EXERCISE INPUT: Begin

use std::fs;
use std::path::{Path, PathBuf};
use std::time::Duration;

use serde::{Deserialize, Serialize};

use crate::error::{Error, Result};
use crate::scope::PollPolicy;

// Raw integer range of a 16-bit sample
pub const INT16_SPAN:f64 = 65536.0;

#[derive(Debug, Clone, Copy, PartialEq, Eq, Serialize, Deserialize)]
pub enum SampleEncoding {
	ScaledInt16,
	Float32,
}

impl SampleEncoding {
	pub fn tag(self) -> u8 {
		match self {
			SampleEncoding::ScaledInt16 => 0,
			SampleEncoding::Float32 => 1,
		}
	}

	pub fn from_tag(tag:u8) -> Option<Self> {
		match tag {
			0 => Some(SampleEncoding::ScaledInt16),
			1 => Some(SampleEncoding::Float32),
			_ => None,
		}
	}

	pub fn bytes_per_sample(self) -> usize {
		match self {
			SampleEncoding::ScaledInt16 => 2,
			SampleEncoding::Float32 => 4,
		}
	}
}

#[derive(Debug, Clone, Copy, PartialEq, Eq, Serialize, Deserialize, Default)]
pub enum TriggerSlope {
	#[default]
	Positive,
	Negative,
}

#[derive(Debug, Clone, Serialize, Deserialize)]
pub struct AcquisitionConfig {
	pub trace_count: u32,
	pub sample_count: u32,
	pub sample_rate: f64,
	pub sample_encoding: SampleEncoding,
	pub vertical_range: f64,
	#[serde(default)]
	pub vertical_offset: f64,
	// Seconds; negative values capture that long after the trigger
	#[serde(default)]
	pub trigger_delay: f64,
	#[serde(default)]
	pub trigger_level: f64,
	pub plaintext_length: usize,
	pub ciphertext_length: usize,

	#[serde(default = "default_capture_channel")]
	pub capture_channel: String,
	#[serde(default = "default_trigger_channel")]
	pub trigger_channel: String,
	#[serde(default)]
	pub trigger_slope: TriggerSlope,
	// Divisions spanned by the full 16-bit range. The scale of integer samples is
	// `vertical_range / (65536 / full_scale_divisions)`
	#[serde(default = "default_full_scale_divisions")]
	pub full_scale_divisions: f64,
	#[serde(default)]
	pub trigger_poll: PollPolicy,
	#[serde(default = "default_decode_retry_limit")]
	pub decode_retry_limit: u32,
	#[serde(default = "default_progress_interval")]
	pub progress_interval: u32,
	#[serde(default = "default_is_encryption")]
	pub is_encryption: bool,
}

fn default_capture_channel() -> String { "C1".to_owned() }
fn default_trigger_channel() -> String { "C2".to_owned() }
fn default_full_scale_divisions() -> f64 { 10.0 }
fn default_decode_retry_limit() -> u32 { 3 }
fn default_progress_interval() -> u32 { 100 }
fn default_is_encryption() -> bool { true }

impl AcquisitionConfig {
	#[allow(clippy::too_many_arguments)]
	pub fn new(trace_count:u32, sample_count:u32, sample_rate:f64, sample_encoding:SampleEncoding,
		vertical_range:f64, plaintext_length:usize, ciphertext_length:usize) -> Self {

		Self{
			trace_count,
			sample_count,
			sample_rate,
			sample_encoding,
			vertical_range,
			vertical_offset: 0.0,
			trigger_delay: 0.0,
			trigger_level: 0.0,
			plaintext_length,
			ciphertext_length,
			capture_channel: default_capture_channel(),
			trigger_channel: default_trigger_channel(),
			trigger_slope: TriggerSlope::default(),
			full_scale_divisions: default_full_scale_divisions(),
			trigger_poll: PollPolicy::default(),
			decode_retry_limit: default_decode_retry_limit(),
			progress_interval: default_progress_interval(),
			is_encryption: default_is_encryption(),
		}
	}

	pub fn validate(&self) -> Result<()> {
		if self.trace_count == 0 {
			return Err(Error::invalid_config("trace_count must be positive"));
		}
		if self.sample_count == 0 {
			return Err(Error::invalid_config("sample_count must be positive"));
		}
		if !(self.sample_rate.is_finite() && self.sample_rate > 0.0) {
			return Err(Error::invalid_config("sample_rate must be a positive number of Hz"));
		}
		if !(self.vertical_range.is_finite() && self.vertical_range > 0.0) {
			return Err(Error::invalid_config("vertical_range must be a positive number of V/div"));
		}
		if !(self.full_scale_divisions.is_finite() && self.full_scale_divisions > 0.0) {
			return Err(Error::invalid_config("full_scale_divisions must be positive"));
		}
		if self.plaintext_length == 0 || self.ciphertext_length == 0 {
			return Err(Error::invalid_config("plaintext and ciphertext lengths must be positive"));
		}
		if self.plaintext_length.checked_add(self.ciphertext_length).map_or(true, |n| n > u32::MAX as usize) {
			return Err(Error::invalid_config("plaintext and ciphertext do not fit the trace set header"));
		}
		if self.trigger_poll.attempts == 0 {
			return Err(Error::invalid_config("trigger_poll.attempts must be at least 1"));
		}
		if self.capture_channel.is_empty() || self.trigger_channel.is_empty() {
			return Err(Error::invalid_config("channel names must not be empty"));
		}
		Ok(())
	}

	pub fn sample_interval(&self) -> f64 {
		1.0 / self.sample_rate
	}

	pub fn capture_duration(&self) -> f64 {
		self.sample_interval() * self.sample_count as f64
	}

	// Seconds per division across the ten horizontal divisions
	pub fn timebase(&self) -> f64 {
		self.capture_duration() / 10.0
	}

	// Volts per raw sample unit as recorded in the trace set header
	pub fn amplitude_scale(&self) -> f64 {
		match self.sample_encoding {
			SampleEncoding::ScaledInt16 => self.vertical_range / (INT16_SPAN / self.full_scale_divisions),
			SampleEncoding::Float32 => 1.0,
		}
	}

	pub fn payload_length(&self) -> usize {
		self.plaintext_length + self.ciphertext_length
	}
}

#[derive(Debug, Clone, Copy, PartialEq, Eq, Serialize, Deserialize)]
pub enum Backend {
	LeCroy,
	Sds1202x,
}

#[derive(Debug, Clone, Serialize, Deserialize)]
pub struct InstrumentConfig {
	pub backend: Backend,
	pub address: String,
	#[serde(default = "default_instrument_timeout_ms")]
	pub timeout_ms: u64,
	#[serde(default = "default_connect_attempts")]
	pub connect_attempts: u32,
	#[serde(default = "default_connect_backoff_ms")]
	pub connect_backoff_ms: u64,
}

fn default_instrument_timeout_ms() -> u64 { 5000 }
fn default_connect_attempts() -> u32 { 3 }
fn default_connect_backoff_ms() -> u64 { 1000 }

impl InstrumentConfig {
	pub fn timeout(&self) -> Duration {
		Duration::from_millis(self.timeout_ms)
	}

	pub fn connect_backoff(&self) -> Duration {
		Duration::from_millis(self.connect_backoff_ms)
	}
}

#[derive(Debug, Clone, Serialize, Deserialize)]
pub struct DeviceConfig {
	pub port: String,
	#[serde(default = "default_baud_rate")]
	pub baud_rate: u32,
	// Must exceed the device's worst-case encryption latency
	#[serde(default = "default_device_timeout_ms")]
	pub read_timeout_ms: u64,
}

fn default_baud_rate() -> u32 { 9600 }
fn default_device_timeout_ms() -> u64 { 2000 }

impl DeviceConfig {
	pub fn read_timeout(&self) -> Duration {
		Duration::from_millis(self.read_timeout_ms)
	}
}

#[derive(Debug, Clone, Serialize, Deserialize)]
pub struct ExperimentConfig {
	pub acquisition: AcquisitionConfig,
	pub instrument: InstrumentConfig,
	pub device: DeviceConfig,
	pub output: PathBuf,
}

impl ExperimentConfig {
	pub fn load<P: AsRef<Path>>(path:P) -> Result<Self> {
		let path = path.as_ref();
		let text = fs::read_to_string(path)
			.map_err(|e| Error::invalid_config(format!("reading {}: {}", path.display(), e)))?;
		Self::from_json(&text)
	}

	pub fn from_json(text:&str) -> Result<Self> {
		let config:ExperimentConfig = serde_json::from_str(text)
			.map_err(|e| Error::invalid_config(e.to_string()))?;
		config.acquisition.validate()?;
		if config.instrument.connect_attempts == 0 {
			return Err(Error::invalid_config("instrument.connect_attempts must be at least 1"));
		}
		Ok(config)
	}
}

EXERCISE INPUT: End

* BRIEF
Search the data for the string "PathBuf" and copy each line where it appears.

* ANSWER TO THE EXERCISE
use std::path::{Path, PathBuf};
	pub output: PathBuf,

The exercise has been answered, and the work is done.